In the underground stone tunnels, March finds Curwen’s old library -- alcoves properly stacked with dusty old tomes. There is no Necronomicon there, but only Curwen’s journal of alchemical experiments - Journal and Notes of Joseph Curwen, Gentleman of Pawtuxet Plantation, full of grisly illustrations and instructions for reconstituting the dead from their elemental salts and achieving immortality. There is a dedication which reads “To him who will come after and how he may get beyond Time and ye Spheres.” March has uncovered the method by which Curwen learned to “cheat death” and realizes how he has traded places with Ward. Further on, they discover urns filled with the dust of such alchemical greats as Nicholas Flammel and Robert Fludd. They also find the lab where Curwen restored the dead from their salts, as well as the holding pens where Curwen’s experimental “mistakes” are kept. After a harrowing escape from some of Curwen’s more hideous and hungry “mistakes”, Claire and March obliterate the house and catacombs with plastic explosives.

Later, March confronts Curwen at the mental asylum where Curwen admits to disposing of Ward after Ward reconstituted him from the salts of his body and disguised him as “Doctor Ashe”. March then produces Ward’s bones -- recovered from the catacombs at Pawtuxet - and douses them with Curwen’s “reflux”, the alchemical formula for restoring dead salts to life. Ward’s mangled remains then attack Curwen and the two fight it out man-to-skeleton until Curwen is horribly reabsorbed by his descendant\victim.

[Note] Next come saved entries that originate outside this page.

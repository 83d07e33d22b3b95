//! Database module (PostgreSQL adapters)

pub mod connection;
pub mod postgres;

pub use connection::{create_pool, run_migrations};

use bizdesk_core::error::DomainError;
use tracing::error;

/// Maps a sqlx error. Unique violations become `Conflict` naming `what`.
pub(crate) fn db_error(what: &str, e: sqlx::Error) -> DomainError {
    if let sqlx::Error::Database(db) = &e {
        if db.is_unique_violation() {
            return DomainError::Conflict(format!("{} already exists", what));
        }
    }
    error!("Database error on {}: {}", what, e);
    DomainError::DatabaseError(e.to_string())
}

/// `%term%` for ILIKE, with the wildcard characters of `term` escaped.
pub(crate) fn like_pattern(term: &Option<String>) -> Option<String> {
    term.as_deref()
        .map(str::trim)
        .filter(|t| !t.is_empty())
        .map(|t| {
            let escaped = t.replace('\\', "\\\\").replace('%', "\\%").replace('_', "\\_");
            format!("%{}%", escaped)
        })
}

#[cfg(test)]
mod tests {
    use super::*;

    #[test]
    fn test_like_pattern_escapes_wildcards() {
        assert_eq!(like_pattern(&Some(" 50%_off ".into())), Some("%50\\%\\_off%".into()));
        assert_eq!(like_pattern(&Some("   ".into())), None);
        assert_eq!(like_pattern(&None), None);
    }
}
#[async_trait]
impl NotificationRepository for PgNotificationRepository {
    async fn create(&self, notification: &Notification) -> Result<Notification, DomainError> {
        let row: NotificationRow = sqlx::query_as(&format!(
            r#"
            INSERT INTO notifications ({})
            VALUES ($1, $2, $3, $4, $5, $6, $7, $8, $9, $10, $11, $12, $13, $14, $15, $16, $17)
            RETURNING {}
            "#,
            NOTIFICATION_COLUMNS, NOTIFICATION_COLUMNS
        ))
        .bind(notification.id)
        .bind(notification.tenant_id)
        .bind(notification.recipient_staff_id)
        .bind(notification.rule_id)
        .bind(&notification.event_type)
        .bind(notification.channel.as_str())
        .bind(&notification.subject)
        .bind(&notification.body)
        .bind(notification.status.as_str())
        .bind(notification.scheduled_at)
        .bind(notification.sent_at)
        .bind(notification.read_at)
        .bind(&notification.error)
        .bind(notification.created_at)
        .bind(notification.updated_at)
        .bind(notification.is_deleted)
        .bind(notification.deleted_at)
        .fetch_one(&self.pool)
        .await
        .map_err(|e| db_error("notification", e))?;

        row.try_into()
    }

    async fn update(&self, notification: &Notification) -> Result<Notification, DomainError> {
        let row: Option<NotificationRow> = sqlx::query_as(&format!(
            r#"
            UPDATE notifications
            SET status = $3, sent_at = $4, read_at = $5, error = $6,
                updated_at = $7, is_deleted = $8, deleted_at = $9
            WHERE tenant_id = $1 AND id = $2
            RETURNING {}
            "#,
            NOTIFICATION_COLUMNS
        ))
        .bind(notification.tenant_id)
        .bind(notification.id)
        .bind(notification.status.as_str())
        .bind(notification.sent_at)
        .bind(notification.read_at)
        .bind(&notification.error)
        .bind(notification.updated_at)
        .bind(notification.is_deleted)
        .bind(notification.deleted_at)
        .fetch_optional(&self.pool)
        .await
        .map_err(|e| db_error("notification", e))?;

        row.map(Notification::try_from)
            .transpose()?
            .ok_or_else(|| DomainError::not_found("Notification"))
    }

    async fn find_by_id(&self, tenant_id: &Uuid, id: &Uuid) -> Result<Option<Notification>, DomainError> {
        let row: Option<NotificationRow> = sqlx::query_as(&format!(
            "SELECT {} FROM notifications WHERE tenant_id = $1 AND id = $2 AND NOT is_deleted",
            NOTIFICATION_COLUMNS
        ))
        .bind(tenant_id)
        .bind(id)
        .fetch_optional(&self.pool)
        .await
        .map_err(|e| db_error("notification", e))?;

        row.map(Notification::try_from).transpose()
    }

    async fn list_for_staff(
        &self,
        tenant_id: &Uuid,
        staff_id: &Uuid,
        unread_only: bool,
        pagination: Pagination,
    ) -> Result<Page<Notification>, DomainError> {
        let rows: Vec<NotificationRow> = sqlx::query_as(&format!(
            "SELECT {} FROM notifications {} ORDER BY created_at DESC LIMIT $4 OFFSET $5",
            NOTIFICATION_COLUMNS, INBOX
        ))
        .bind(tenant_id)
        .bind(staff_id)
        .bind(unread_only)
        .bind(pagination.limit())
        .bind(pagination.offset())
        .fetch_all(&self.pool)
        .await
        .map_err(|e| db_error("notification", e))?;

        let total: i64 = sqlx::query_scalar(&format!("SELECT COUNT(*) FROM notifications {}", INBOX))
            .bind(tenant_id)
            .bind(staff_id)
            .bind(unread_only)
            .fetch_one(&self.pool)
            .await
            .map_err(|e| db_error("notification", e))?;

        Ok(Page::new(convert(rows)?, pagination, total))
    }

    async fn mark_read(&self, tenant_id: &Uuid, staff_id: &Uuid, id: &Uuid) -> Result<bool, DomainError> {
        let result = sqlx::query(
            r#"UPDATE notifications SET read_at = COALESCE(read_at, NOW()), updated_at = NOW()
               WHERE tenant_id = $1 AND recipient_staff_id = $2 AND id = $3 AND NOT is_deleted"#,
        )
        .bind(tenant_id)
        .bind(staff_id)
        .bind(id)
        .execute(&self.pool)
        .await
        .map_err(|e| db_error("notification", e))?;

        Ok(result.rows_affected() > 0)
    }

    async fn mark_all_read(&self, tenant_id: &Uuid, staff_id: &Uuid) -> Result<u64, DomainError> {
        let result = sqlx::query(
            r#"UPDATE notifications SET read_at = NOW(), updated_at = NOW()
               WHERE tenant_id = $1 AND recipient_staff_id = $2 AND read_at IS NULL
                 AND channel = 'in_app' AND status = 'sent' AND NOT is_deleted"#,
        )
        .bind(tenant_id)
        .bind(staff_id)
        .execute(&self.pool)
        .await
        .map_err(|e| db_error("notification", e))?;

        Ok(result.rows_affected())
    }

    async fn list_pending(&self) -> Result<Vec<Notification>, DomainError> {
        let rows: Vec<NotificationRow> = sqlx::query_as(&format!(
            r#"SELECT {} FROM notifications WHERE status = 'pending' AND NOT is_deleted
               ORDER BY scheduled_at"#,
            NOTIFICATION_COLUMNS
        ))
        .fetch_all(&self.pool)
        .await
        .map_err(|e| db_error("notification", e))?;

        convert(rows)
    }
}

This is an almost letter-perfect adaptation of The Case of Charles Dexter Ward - much closer to Lovecraft than The Haunted Palace (1963). Though updated to the 1990's, it is authentically set in Lovecraft’s Providence, Rhode Island. The story was actually filmed on location in British Columbia. Historical flashbacks - including the storming of Curwen’s Pawtuxet farm by a posse of privateers - were authentic-looking and atmospheric. Nevertheless, I am left with that sinking feeling of wasted potential; the Necronomicon is not involved in the plot, nor is the "N" word even mentioned in the screenplay. There is also no mention of HPL’s Cthulhu Mythos, the most Cthuloid thing found in the Pawtuxet catacombs are weird tentaculoid bas reliefs carved into the walls. The only hint of cosmic menace comes when Curwen raves that he has “drawn down demons from the stars”. Without those overtones of nameless alien dread, this detective\horror story comes off too much like Mike Hammer meets Reanimator.